- Directed by: Susanna Helke
- Produced by: Cilla Werning
- Starring: James Temple Tyler Johnson
- Edited by: Niels Pagh Andersen
- Music by: Samuli Kosminen
- Distributed by: Suomen Elokuvakontakti (FIN)
- Release date: June 26, 2013 (Finland);
- Running time: 85 minutes
- Country: Finland
- Language: English

= American Vagabond =

American Vagabond is a 2013 Finnish documentary film directed by Susanna Helke.

== Content ==
Starring James Temple and Tyler Johnson, the documentary is a story of how Temple and Johnson's move to San Francisco because Temple's parents have kicked him out of home for being gay. Very soon the city, which they had envisioned as their promised one, reveals its harsh reality as they end up homeless.

==Reception==
The film won the Q Hugo Jury Special Prize at the Chicago International Film Festival, where it also had its North American Premier. It also won the best Documentary Film Jury Award at the Rochester ImageOut Festival. The film was nominated for the Best Nordic Documentary Film Award at the Nordisk Panorama Festival 2013 and was selected into the Masters section of the International Documentary Film Festival Amsterdam, IDFA 2013.
The film was screened at the 2013 Visions du Réel festival, the DOKLeipzig International Documentary Film Festival 2013, Montreal International Documentary Festival, RIDM 2013, and many other festivals.
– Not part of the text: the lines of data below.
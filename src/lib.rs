//! mapdiff - structural diff for untyped nested data.
//!
//! This library compares two trees of maps, lists and scalars and reports a
//! flat, canonically ordered list of differences. Each difference is
//! addressed by a dotted/bracketed path such as `a2[0].b2.(e5.f1)`.
//!
//! # Example
//!
//! ```
//! use mapdiff::{compute_diff, parse_json};
//!
//! let old = parse_json(r#"{"d3": 3, "d4": [4, 5]}"#).unwrap();
//! let new = parse_json(r#"{"d4": [4], "d7": 3}"#).unwrap();
//!
//! for change in &compute_diff(&old, &new).changes {
//!     println!("{}", change);
//! }
//! // Add d7: 3
//! // Remove d3: 3
//! // Remove d4[1]: 5
//! ```

pub mod access;
pub mod diff;
pub mod error;
pub mod output;
pub mod parser;
pub mod path;
pub mod tree;

// Re-export commonly used types for convenience
pub use access::{get, get_items, set_items, KeyPath};
pub use diff::{compare_changes, compute_diff, Change, ChangeType, Diff, DiffStats};
pub use error::{AccessError, OutputError, ParseError};
pub use output::{format_diff, OutputFormat, OutputOptions};
pub use parser::{parse_file, parse_json, parse_str, parse_toml, parse_yaml, Format};
pub use path::{render_path, PathNode};
pub use tree::{Map, Node, Scalar};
Farihah Zaman praised the film as a standout at the Montreal International Documentary Film Festival in her review in Filmmaker Magazine: "In Vagabond, her main subject becomes a collaborator in telling the story of his life, having crafted it over time in a series of emails with Helke. Helke also shifts perspective from one of the runaways to his mother at a crucial point, an act of compassion that breaks down the notion of easy blame or villainy as the boys are failed by one system after another. At this Canadian festival, a Finnish filmmaker shattered the illusion of the American dream."

"American Vagabond emanates from an America where parents can't reconcile ingrained religious beliefs with their homosexual, flesh-and-blood children. James' folks eventually do, but it's not the happy ending any of them (or the viewer) could have anticipated. To her credit, Helke doesn't pander to a European TV audience's appetite for reality TV-style ugliness or sordidness", Michael Fox writes in the Bay Area KQED Arts Section.

In the Finnish media Jouni Vikman, writing for Episodi.fi, gave the film four starts out five, praising Helke's ability to keep the film's focus on the subject. Leena Virtanen of Nyt, a weekly entertainment supplement to Helsingin Sanomat, similarly rated the film worth four out five stars, praising the use of difficult methods to appeal to the viewer. She also praised the cohesion of the story amid the split between the first part focusing on the couple and their soul sisters and brothers and the second, focusing on Temple's and Johnson's parents.

It was pitched prior to completion at the 2010 Sheffield Doc/Fest MeetMarket.